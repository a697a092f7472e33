//! dwat core library — domain types, configuration, values document, errors.
//!
//! Public API surface:
//! - [`types`] — dashboard summaries, recorded entries, drift records
//! - [`config`] — [`SyncConfig`], built once per run
//! - [`values`] — the Helm values document and the dashboard merge
//! - [`error`] — [`CoreError`]

pub mod config;
pub mod error;
pub mod types;
pub mod values;

pub use config::SyncConfig;
pub use error::CoreError;
pub use types::{
    DashboardKind, DashboardSummary, DriftReason, DriftRecord, RecordedDashboard,
    RemoteDashboards,
};
pub use values::{ValuesDocument, ROOT_KEY};
//! Shared `ureq` plumbing for the Grafana and GitHub clients.

use std::time::Duration;

use serde::de::DeserializeOwned;

use crate::SyncError;

/// Agent with the per-request timeout applied.
pub(crate) fn agent(timeout: Duration) -> ureq::Agent {
    ureq::AgentBuilder::new().timeout(timeout).build()
}

/// Map a `ureq` outcome to a response or a [`SyncError`] naming `url`.
pub(crate) fn check(
    url: &str,
    result: Result<ureq::Response, ureq::Error>,
) -> Result<ureq::Response, SyncError> {
    match result {
        Ok(response) => Ok(response),
        Err(ureq::Error::Status(status, response)) => Err(SyncError::Status {
            url: url.to_string(),
            status,
            body: response.into_string().unwrap_or_default(),
        }),
        Err(ureq::Error::Transport(transport)) => Err(SyncError::Transport {
            url: url.to_string(),
            message: transport.to_string(),
        }),
    }
}

/// [`check`] and then deserialize the JSON body.
pub(crate) fn json<T: DeserializeOwned>(
    url: &str,
    result: Result<ureq::Response, ureq::Error>,
) -> Result<T, SyncError> {
    check(url, result)?
        .into_json()
        .map_err(|source| SyncError::Decode {
            url: url.to_string(),
            source,
        })
}

pub(crate) fn trim_base(url: &str) -> &str {
    url.trim_end_matches('/')
}

#[cfg(test)]
pub(crate) mod test_server {
    //! `wiremock` server driven from synchronous tests.

    use std::net::TcpListener;

    use tokio::runtime::Runtime;
    use wiremock::{Mock, MockServer, Request};

    /// A running [`MockServer`] plus the runtime that owns it.
    pub(crate) struct TestServer {
        // Dropped before the runtime it was started on.
        server: MockServer,
        runtime: Runtime,
    }

    impl TestServer {
        pub(crate) fn start() -> Self {
            let runtime = Runtime::new().expect("tokio runtime");
            let server = runtime.block_on(MockServer::start());
            Self { server, runtime }
        }

        pub(crate) fn mount(&self, mock: Mock) {
            self.runtime.block_on(mock.mount(&self.server));
        }

        pub(crate) fn uri(&self) -> String {
            self.server.uri()
        }

        pub(crate) fn requests(&self) -> Vec<Request> {
            self.runtime
                .block_on(self.server.received_requests())
                .expect("request recording enabled")
        }
    }

    /// An address nothing listens on.
    pub(crate) fn closed_port_url() -> String {
        let listener = TcpListener::bind("127.0.0.1:0").expect("bind");
        let addr = listener.local_addr().expect("local addr");
        drop(listener);
        format!("http://{addr}")
    }
}
//! The Helm values document that records synced dashboards.
//!
//! # Layout
//!
//! ```text
//! dashboards:
//!   <uid>:
//!     title: ...
//!     tags: [...]
//!     folder_uid: ...
//!     folder_title: ...
//!     json: '<dashboard model as a JSON string>'
//! <any other chart values, preserved verbatim>
//! ```
//!
//! The document is held as an untyped [`serde_yaml::Mapping`] so keys this
//! tool does not own survive a rewrite in their original order.

use serde_yaml::{Mapping, Value};

use crate::error::CoreError;
use crate::types::DriftRecord;

/// Top-level key every tracked dashboard is nested under.
pub const ROOT_KEY: &str = "dashboards";

/// A parsed values file.
#[derive(Debug, Clone, PartialEq, Default)]
pub struct ValuesDocument {
    root: Mapping,
}

impl ValuesDocument {
    /// A document with no keys at all, not even [`ROOT_KEY`].
    pub fn empty() -> Self {
        Self::default()
    }

    /// Parse YAML text read from `path` (used for error context only).
    ///
    /// An empty file is an empty document. A `dashboards:` key with no value
    /// is normalized to an empty mapping.
    pub fn parse(path: &str, text: &str) -> Result<Self, CoreError> {
        let value: Value = serde_yaml::from_str(text).map_err(|source| CoreError::Parse {
            path: path.to_string(),
            source,
        })?;
        let mut root = match value {
            Value::Null => Mapping::new(),
            Value::Mapping(m) => m,
            _ => {
                return Err(CoreError::NotAMapping {
                    path: path.to_string(),
                })
            }
        };
        if let Some(slot) = root.get_mut(ROOT_KEY) {
            if slot.is_null() {
                *slot = Value::Mapping(Mapping::new());
            }
        }
        Ok(Self { root })
    }

    pub fn root(&self) -> &Mapping {
        &self.root
    }

    /// The `uid -> entry` mapping under [`ROOT_KEY`].
    pub fn dashboards(&self) -> Result<&Mapping, CoreError> {
        match self.root.get(ROOT_KEY) {
            None => Err(CoreError::MissingRootKey { key: ROOT_KEY }),
            Some(Value::Mapping(m)) => Ok(m),
            Some(_) => Err(CoreError::RootKeyNotAMapping { key: ROOT_KEY }),
        }
    }

    fn dashboards_mut(&mut self) -> Result<&mut Mapping, CoreError> {
        match self.root.get_mut(ROOT_KEY) {
            None => Err(CoreError::MissingRootKey { key: ROOT_KEY }),
            Some(Value::Mapping(m)) => Ok(m),
            Some(_) => Err(CoreError::RootKeyNotAMapping { key: ROOT_KEY }),
        }
    }

    /// A copy of this document with the drifted dashboard's entry replaced
    /// wholesale. `self` is left untouched.
    pub fn with_dashboard(&self, drift: &DriftRecord) -> Result<Self, CoreError> {
        let mut updated = self.clone();
        merge_into(updated.dashboards_mut()?, drift)?;
        Ok(updated)
    }

    pub fn to_yaml(&self) -> Result<String, CoreError> {
        Ok(serde_yaml::to_string(&self.root)?)
    }
}

/// Overwrite or append `dashboards[drift.uid]` in place.
///
/// Replacing an existing key keeps its position.
pub fn merge_into(dashboards: &mut Mapping, drift: &DriftRecord) -> Result<(), CoreError> {
    for (uid, entry) in drift.to_mapping()? {
        dashboards.insert(uid, entry);
    }
    Ok(())
}

/// Tags recorded for an entry, if it has a well-formed `tags` string list.
pub fn recorded_tags(entry: &Value) -> Option<Vec<String>> {
    entry
        .get("tags")
        .and_then(|tags| serde_yaml::from_value(tags.clone()).ok())
}

// ---------------------------------------------------------------------------
// Tests
// ---------------------------------------------------------------------------
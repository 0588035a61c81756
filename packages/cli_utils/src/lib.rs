#![cfg_attr(feature = "fail-on-warnings", deny(warnings))]
#![warn(clippy::all, clippy::pedantic, clippy::nursery, clippy::cargo)]
#![allow(clippy::multiple_crate_versions, clippy::cargo_common_metadata)]

//! Shared CLI utilities for the airspace toolchain.
//!
//! Provides `indicatif`-backed progress bars behind the [`ProgressCallback`]
//! trait, plus [`init_logger`] which sets up `indicatif-log-bridge` so that
//! `log::info!` and friends are suspended while progress bars redraw.

use std::sync::Arc;
use std::time::Duration;

use airspace_enrich::progress::ProgressCallback;
use indicatif::{ProgressBar, ProgressStyle};

pub use indicatif::MultiProgress;

/// An `indicatif` [`ProgressBar`] that implements [`ProgressCallback`].
pub struct IndicatifProgress {
    bar: ProgressBar,
    /// Style to switch to once `set_total()` provides a known length.
    bar_style: ProgressStyle,
}

impl IndicatifProgress {
    /// Creates a progress bar for batch operations. Starts as a spinner
    /// and transitions to a full bar with percentage/ETA once
    /// [`ProgressCallback::set_total()`] is called.
    #[must_use]
    pub fn batch_bar(multi: &MultiProgress, message: &str) -> Arc<dyn ProgressCallback> {
        let bar = multi.add(ProgressBar::new_spinner());
        bar.enable_steady_tick(Duration::from_millis(100));
        bar.set_style(
            ProgressStyle::with_template("{spinner:.yellow} {msg}")
                .unwrap_or_else(|_| ProgressStyle::default_spinner()),
        );
        bar.set_message(message.to_string());

        let bar_style = ProgressStyle::with_template(
            "  {msg} {wide_bar:.yellow/dim} {pos}/{len} {percent}% [{eta}]",
        )
        .unwrap_or_else(|_| ProgressStyle::default_bar())
        .progress_chars("##-");

        Arc::new(Self { bar, bar_style })
    }
}

impl ProgressCallback for IndicatifProgress {
    fn set_total(&self, total: u64) {
        self.bar.set_length(total);
        self.bar.set_position(0);
        // Switch from spinner to bar style now that we know the total.
        self.bar.set_style(self.bar_style.clone());
    }

    fn inc(&self, delta: u64) {
        self.bar.inc(delta);
    }

    fn set_message(&self, msg: String) {
        self.bar.set_message(msg);
    }

    fn finish(&self, msg: String) {
        self.bar.finish_with_message(msg);
    }
}

/// Initializes the global logger wrapped in `indicatif-log-bridge` so that
/// `log::info!` and friends are suspended while progress bars redraw.
///
/// Returns the [`MultiProgress`] that all progress bars must be added to.
#[must_use]
pub fn init_logger() -> MultiProgress {
    let multi = MultiProgress::new();

    let logger = pretty_env_logger::formatted_builder()
        .parse_env("RUST_LOG")
        .build();
    let level = logger.filter();

    indicatif_log_bridge::LogWrapper::new(multi.clone(), logger)
        .try_init()
        .ok(); // Already set (e.g., in tests)

    log::set_max_level(level);

    multi
}
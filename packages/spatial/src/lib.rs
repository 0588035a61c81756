#![cfg_attr(feature = "fail-on-warnings", deny(warnings))]
#![warn(clippy::all, clippy::pedantic, clippy::nursery, clippy::cargo)]
#![allow(clippy::multiple_crate_versions)]

//! Airspace region catalog and point-in-polygon region assignment.
//!
//! Loads the static region polygons once, builds an R-tree over their
//! bounding boxes, and labels each aircraft position with the first
//! region (in catalog order) that contains it, or
//! [`RegionId::Outside`] when none does.
//!
//! [`SpatialAssigner`] holds no mutable state, so it can be shared across
//! threads and queried for every observation in parallel.

pub mod catalog;

pub use catalog::{Region, RegionCatalog};

use airspace_models::{AircraftObservation, RegionId};
use geo::{Intersects, MultiPolygon};
use rstar::{AABB, RTree, RTreeObject};
use thiserror::Error;

/// Failures loading the region catalog. Every variant means region data
/// is unavailable and the run cannot proceed.
#[derive(Debug, Error)]
pub enum CatalogError {
    /// The geometry source could not be read.
    #[error("Failed to read region source {path}: {source}")]
    Io {
        path: String,
        #[source]
        source: std::io::Error,
    },

    /// The geometry source is not valid `GeoJSON`.
    #[error("Malformed region GeoJSON: {message}")]
    Parse { message: String },

    /// The geometry source contained no regions.
    #[error("Region source contains no regions")]
    Empty,

    /// A feature lacks the identifier property.
    #[error("Region feature {index} has no '{property}' identifier")]
    MissingIdentifier { index: usize, property: String },

    /// Two features share an identifier.
    #[error("Duplicate region identifier: {id}")]
    DuplicateIdentifier { id: String },

    /// A feature uses the outside sentinel as its identifier.
    #[error("Region identifier '{id}' is reserved")]
    ReservedIdentifier { id: String },

    /// A feature's geometry is not a polygon or multipolygon.
    #[error("Region {id} has unsupported geometry type {kind}")]
    UnsupportedGeometry { id: String, kind: &'static str },
}

/// A region polygon stored in the R-tree with its catalog position.
struct RegionEntry {
    id: String,
    catalog_index: usize,
    envelope: AABB<[f64; 2]>,
    polygon: MultiPolygon<f64>,
}

impl RTreeObject for RegionEntry {
    type Envelope = AABB<[f64; 2]>;

    fn envelope(&self) -> Self::Envelope {
        self.envelope
    }
}

/// Pre-built spatial index over a [`RegionCatalog`].
pub struct SpatialAssigner {
    regions: RTree<RegionEntry>,
}

impl SpatialAssigner {
    /// Builds the R-tree index from the catalog.
    #[must_use]
    pub fn new(catalog: &RegionCatalog) -> Self {
        let entries = catalog
            .regions()
            .iter()
            .enumerate()
            .map(|(catalog_index, region)| RegionEntry {
                id: region.id.clone(),
                catalog_index,
                envelope: compute_envelope(&region.polygon),
                polygon: region.polygon.clone(),
            })
            .collect();

        let regions = RTree::bulk_load(entries);
        log::debug!("Built region index with {} entries", regions.size());

        Self { regions }
    }

    /// Returns the region containing `(lng, lat)`.
    ///
    /// Points on a boundary count as inside. When regions overlap, the one
    /// earliest in catalog order wins; the R-tree yields candidates in
    /// arbitrary order so the lowest catalog index is selected explicitly.
    #[must_use]
    pub fn assign(&self, lng: f64, lat: f64) -> RegionId {
        let point = geo::Point::new(lng, lat);
        let query_env = AABB::from_point([lng, lat]);

        self.regions
            .locate_in_envelope_intersecting(&query_env)
            .filter(|entry| entry.polygon.intersects(&point))
            .min_by_key(|entry| entry.catalog_index)
            .map_or(RegionId::Outside, |entry| RegionId::region(entry.id.clone()))
    }

    /// Returns the region containing the observation's position.
    #[must_use]
    pub fn assign_observation(&self, observation: &AircraftObservation) -> RegionId {
        self.assign(observation.longitude, observation.latitude)
    }
}

/// Compute the bounding box envelope for a [`MultiPolygon`].
fn compute_envelope(mp: &MultiPolygon<f64>) -> AABB<[f64; 2]> {
    use geo::BoundingRect;

    mp.bounding_rect().map_or_else(
        || AABB::from_point([0.0, 0.0]),
        |rect| AABB::from_corners([rect.min().x, rect.min().y], [rect.max().x, rect.max().y]),
    )
}
#![allow(clippy::module_name_repetitions)]
//! Canonical file paths for the `data/` directory.
//!
//! All paths are relative to the project root's `data/` directory.

use std::path::{Path, PathBuf};

/// Returns the workspace root directory.
///
/// Resolved at compile time from `CARGO_MANIFEST_DIR`, falling back to the
/// current directory if the manifest has been relocated.
#[must_use]
pub fn project_root() -> PathBuf {
    Path::new(env!("CARGO_MANIFEST_DIR"))
        .ancestors()
        .nth(2)
        .map_or_else(|| PathBuf::from("."), Path::to_path_buf)
}

/// Returns the `data/` directory path.
#[must_use]
pub fn data_dir() -> PathBuf {
    project_root().join("data")
}

/// Returns the `data/shared/` directory for inputs shared with the
/// ingestion services.
#[must_use]
pub fn shared_dir() -> PathBuf {
    data_dir().join("shared")
}

/// Returns the `data/generated/` directory for output artifacts.
#[must_use]
pub fn generated_dir() -> PathBuf {
    data_dir().join("generated")
}

/// Returns the path for the observation store `DuckDB` file written by the
/// consumer.
#[must_use]
pub fn observations_db_path() -> PathBuf {
    shared_dir().join("airspace-events.duckdb")
}

/// Returns the path for the airspace boundary `GeoJSON` file.
#[must_use]
pub fn regions_path() -> PathBuf {
    shared_dir().join("airspace_boundaries.geojson")
}

/// Returns the path for the enriched output `DuckDB` file.
#[must_use]
pub fn output_db_path() -> PathBuf {
    generated_dir().join("airspace_enriched.duckdb")
}

/// Ensures a directory exists, creating it if necessary.
///
/// # Errors
///
/// Returns an I/O error if the directory cannot be created.
pub fn ensure_dir(path: &Path) -> std::io::Result<()> {
    if !path.exists() {
        std::fs::create_dir_all(path)?;
    }
    Ok(())
}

*WHAT IS NEEDED:* A single figure is expected: the count of lines in the data above that include the word "MockServer".

*EXERCISE ANSWER:* 4